Given an integer array nums, return the number of longest increasing subsequences.

A subsequence is derived from the array by deleting some or no elements without changing the order of the remaining elements

Note: Sequences should be strictly increasing.

Examples

  1. Example 1:

    • Input: nums = [2, 6, 4, 3, 5]
    • Expected Output: 2
    • Explanation: The longest increasing subsequences are [2, 3, 5] and [2, 4, 5], both having a length of 3. Therefore, there are two such subsequences.

  2. Example 2:

    • Input: nums = [10, 9, 2, 5, 3, 7, 101, 18]
    • Expected Output: 4
    • Explanation: The longest increasing subsequences are [2, 3, 7, 18], [2, 5, 7, 18], [2, 3, 101], and [2, 5, 101], each having a length of 4. Thus, there are four such subsequences.

  3. Example 3:

    • Input: nums = [1, 5, 2, 6, 3, 7]
    • Expected Output: 3
    • Explanation: The longest increasing subsequences are [1, 2, 3, 7], [1, 2, 6, 7], and [1, 5, 6, 7].

Constraints:

  • 1 <= nums.length <= 2000
  • -106 <= nums[i] <= 106

Solution

To solve this problem, the Binary Indexed Tree (BIT) algorithm is a great choice due to its efficiency in handling prefix sums and updates. The key idea is to maintain a frequency and length count for subsequences ending at each index of the array. Using BIT allows us to efficiently calculate and update the number of valid subsequences that can be extended by adding the current number.

This approach works because BIT efficiently tracks cumulative sums and updates in logarithmic time, which is crucial for handling the dynamic nature of the problem.
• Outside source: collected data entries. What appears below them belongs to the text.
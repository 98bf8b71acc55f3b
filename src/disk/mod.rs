use crate::config::DiskConf;
use anyhow::{Context, Result};
use arc_swap::ArcSwap;
use std::collections::HashMap;
use std::path::{Path, PathBuf};
use std::sync::{Arc, Mutex};
use tokio::io::{AsyncBufRead, AsyncBufReadExt, BufReader};
use tokio_util::sync::CancellationToken;

pub mod mount;

const DISK_STATS: &str = "/proc/diskstats";

// field index of "time spent doing I/Os (ms)" in a diskstats line,
// counting from the device name
const IO_TICKS_FIELD: usize = 10;

#[derive(Default)]
struct Sample {
    io_ticks_ms: u64,
}

/// per-mountpath disk utilization, sampled from the kernel stats table.
///
/// each registered mountpath maps to its backing device; a sampler task
/// publishes an integer 0..100 per mountpath every short interval and
/// keeps a smoothed value over the long one. virtual mountpaths that
/// share a device (test_fspaths) take manual overrides instead.
pub struct IostatContext {
    conf: DiskConf,
    // mountpath -> kernel device name; None for virtual/unknown backing
    devices: Mutex<HashMap<PathBuf, Option<String>>>,
    prev: Mutex<HashMap<String, Sample>>,
    utils: ArcSwap<HashMap<PathBuf, i64>>,
    utils_long: ArcSwap<HashMap<PathBuf, i64>>,
    overrides: Mutex<HashMap<PathBuf, i64>>,
}

impl IostatContext {
    pub fn new(conf: DiskConf) -> IostatContext {
        IostatContext {
            conf,
            devices: Mutex::new(HashMap::new()),
            prev: Mutex::new(HashMap::new()),
            utils: ArcSwap::from_pointee(HashMap::new()),
            utils_long: ArcSwap::from_pointee(HashMap::new()),
            overrides: Mutex::new(HashMap::new()),
        }
    }

    /// start tracking a mountpath. resolves its backing device once; a
    /// remount requires re-registration.
    pub async fn register_mountpath<P: AsRef<Path>>(&self, path: P) {
        let path = path.as_ref().to_path_buf();
        let device = mount::device_of(&path).await;
        if device.is_none() {
            log::debug!(
                "no physical device behind '{}'; utilization stays at override/0",
                path.display()
            );
        }
        self.devices.lock().unwrap().insert(path, device);
    }

    pub fn unregister_mountpath<P: AsRef<Path>>(&self, path: P) {
        let path = path.as_ref();
        self.devices.lock().unwrap().remove(path);
        self.overrides.lock().unwrap().remove(path);
    }

    /// current short-window utilization of the disk behind a mountpath.
    pub fn utilization<P: AsRef<Path>>(&self, path: P) -> i64 {
        let path = path.as_ref();
        if let Some(v) = self.overrides.lock().unwrap().get(path) {
            return *v;
        }
        self.utils.load().get(path).copied().unwrap_or(0)
    }

    /// smoothed utilization over the long sampling window.
    pub fn utilization_long<P: AsRef<Path>>(&self, path: P) -> i64 {
        let path = path.as_ref();
        if let Some(v) = self.overrides.lock().unwrap().get(path) {
            return *v;
        }
        self.utils_long.load().get(path).copied().unwrap_or(0)
    }

    /// pin a mountpath's utilization; used for virtual mountpaths and by
    /// tests.
    pub fn set_utilization<P: AsRef<Path>>(&self, path: P, pct: i64) {
        self.overrides
            .lock()
            .unwrap()
            .insert(path.as_ref().into(), pct.clamp(0, 100));
    }

    /// sampling loop; runs until cancelled.
    pub async fn run(self: Arc<Self>, shutdown: CancellationToken) {
        let mut ticker = tokio::time::interval(self.conf.iostat_time_short);
        ticker.set_missed_tick_behavior(tokio::time::MissedTickBehavior::Delay);
        // smoothing factor for the long window
        let alpha = (self.conf.iostat_time_short.as_millis() as f64
            / self.conf.iostat_time_long.as_millis().max(1) as f64)
            .min(1.0);

        loop {
            tokio::select! {
                _ = shutdown.cancelled() => return,
                _ = ticker.tick() => {}
            }
            match self.sample().await {
                Ok(per_device) => self.publish(per_device, alpha),
                Err(err) => log::warn!("failed to sample disk stats: {:#}", err),
            }
        }
    }

    async fn sample(&self) -> Result<HashMap<String, i64>> {
        let file = tokio::fs::OpenOptions::new()
            .read(true)
            .open(DISK_STATS)
            .await
            .context("failed to open kernel disk stats")?;
        let ticks = parse_diskstats(BufReader::new(file)).await?;

        let elapsed_ms = self.conf.iostat_time_short.as_millis() as u64;
        let mut prev = self.prev.lock().unwrap();
        let mut out = HashMap::new();
        for (device, io_ticks_ms) in ticks {
            let last = prev.entry(device.clone()).or_default();
            let delta = io_ticks_ms.saturating_sub(last.io_ticks_ms);
            last.io_ticks_ms = io_ticks_ms;
            out.insert(device, util_pct(delta, elapsed_ms));
        }
        Ok(out)
    }

    fn publish(&self, per_device: HashMap<String, i64>, alpha: f64) {
        let devices = self.devices.lock().unwrap();
        let long_prev = self.utils_long.load();

        let mut short = HashMap::with_capacity(devices.len());
        let mut long = HashMap::with_capacity(devices.len());
        for (path, device) in devices.iter() {
            let cur = device
                .as_ref()
                .and_then(|d| per_device.get(d))
                .copied()
                .unwrap_or(0);
            short.insert(path.clone(), cur);

            let prev = long_prev.get(path).copied().unwrap_or(cur) as f64;
            long.insert(path.clone(), (prev + alpha * (cur as f64 - prev)) as i64);
        }
        self.utils.store(Arc::new(short));
        self.utils_long.store(Arc::new(long));
    }
}

fn util_pct(delta_ticks_ms: u64, elapsed_ms: u64) -> i64 {
    if elapsed_ms == 0 {
        return 0;
    }
    ((delta_ticks_ms * 100 / elapsed_ms) as i64).clamp(0, 100)
}

/// read device -> io_ticks(ms) out of a diskstats table.
async fn parse_diskstats<R: AsyncBufRead + Unpin>(reader: R) -> Result<HashMap<String, u64>> {
    let mut lines = reader.lines();
    let mut out = HashMap::new();
    while let Some(line) = lines.next_line().await? {
        // <major> <minor> <device> <11+ counters>
        let parts: Vec<&str> = line.split_whitespace().collect();
        if parts.len() < 3 + IO_TICKS_FIELD {
            continue;
        }
        let device = parts[2];
        let io_ticks: u64 = parts[2 + IO_TICKS_FIELD]
            .parse()
            .with_context(|| format!("invalid io_ticks in diskstats line '{}'", line))?;
        out.insert(device.into(), io_ticks);
    }
    Ok(out)
}

#[cfg(test)]
mod test {
    use super::*;
    use std::time::Duration;
    use tokio::io::BufReader;

    const DISKSTATS_BAD: &str = r#"
   8       0 sda 98380 4641 6408914 22595 230089 81732 15593514 123512 0 no-ticks 121693 0 0 0 0
"#;

    const DISKSTATS_OK: &str = r#"
   8       0 sda 98380 4641 6408914 22595 230089 81732 15593514 123512 0 91268 121693 0 0 0 0
   8       1 sda1 385 0 10154 61 2 0 2 3 0 112 64 0 0 0 0
 253       0 dm-0 10 0 80 4 0 0 0 0 0 4 4 0 0 0 0
"#;

    #[tokio::test]
    async fn diskstats_parser() {
        let ticks = parse_diskstats(BufReader::new(DISKSTATS_OK.as_bytes()))
            .await
            .expect("parse failed");
        assert_eq!(ticks.len(), 3);
        assert_eq!(ticks["sda"], 91268);
        assert_eq!(ticks["sda1"], 112);
    }

    #[tokio::test]
    async fn diskstats_parser_rejects_garbage() {
        assert!(parse_diskstats(BufReader::new(DISKSTATS_BAD.as_bytes()))
            .await
            .is_err());
    }

    #[test]
    fn util_percent() {
        assert_eq!(util_pct(0, 100), 0);
        assert_eq!(util_pct(50, 100), 50);
        assert_eq!(util_pct(100, 100), 100);
        // busier than the wall clock (multiple queues): clamped
        assert_eq!(util_pct(250, 100), 100);
        assert_eq!(util_pct(10, 0), 0);
    }

    #[tokio::test]
    async fn overrides_and_defaults() {
        let ctx = IostatContext::new(DiskConf::default());
        ctx.register_mountpath("/virtual/mp0").await;

        assert_eq!(ctx.utilization("/virtual/mp0"), 0);
        ctx.set_utilization("/virtual/mp0", 73);
        assert_eq!(ctx.utilization("/virtual/mp0"), 73);
        assert_eq!(ctx.utilization_long("/virtual/mp0"), 73);

        // clamped into 0..100
        ctx.set_utilization("/virtual/mp0", 250);
        assert_eq!(ctx.utilization("/virtual/mp0"), 100);

        ctx.unregister_mountpath("/virtual/mp0");
        assert_eq!(ctx.utilization("/virtual/mp0"), 0);
    }

    #[tokio::test]
    async fn sampler_runs_and_stops() {
        let conf = DiskConf {
            iostat_time_short: Duration::from_millis(10),
            ..DiskConf::default()
        };
        let ctx = Arc::new(IostatContext::new(conf));
        ctx.register_mountpath("/").await;

        let shutdown = CancellationToken::new();
        let task = tokio::spawn(ctx.clone().run(shutdown.clone()));

        tokio::time::sleep(Duration::from_millis(50)).await;
        let pct = ctx.utilization("/");
        assert!((0..=100).contains(&pct));

        shutdown.cancel();
        tokio::time::timeout(Duration::from_secs(1), task)
            .await
            .expect("sampler did not stop")
            .unwrap();
    }
}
Given that we need to frequently update and query subsequence lengths, BIT ensures that these operations are performed quickly, making it a suitable and effective approach for solving this problem.

Step-by-Step Algorithm

  1. Initialize Variables:

    • n: Store the size of the input array Nums.
    • nums: Copy the input array Nums to use in sorting.
    • bit: Initialize a list of BITNode objects (Binary Indexed Tree), each holding maxLength and frequency.

  2. Create and Sort Index List:

    • Indices: Create a list of indices [0, 1, 2, ..., n-1] corresponding to elements in nums.
    • Sort Indices: Sort Indices based on values in nums. If two elements are equal, prioritize the one with the higher index.
      • Sorting ensures that we process elements in increasing order. This helps us efficiently calculate and update the longest increasing subsequence up to each element.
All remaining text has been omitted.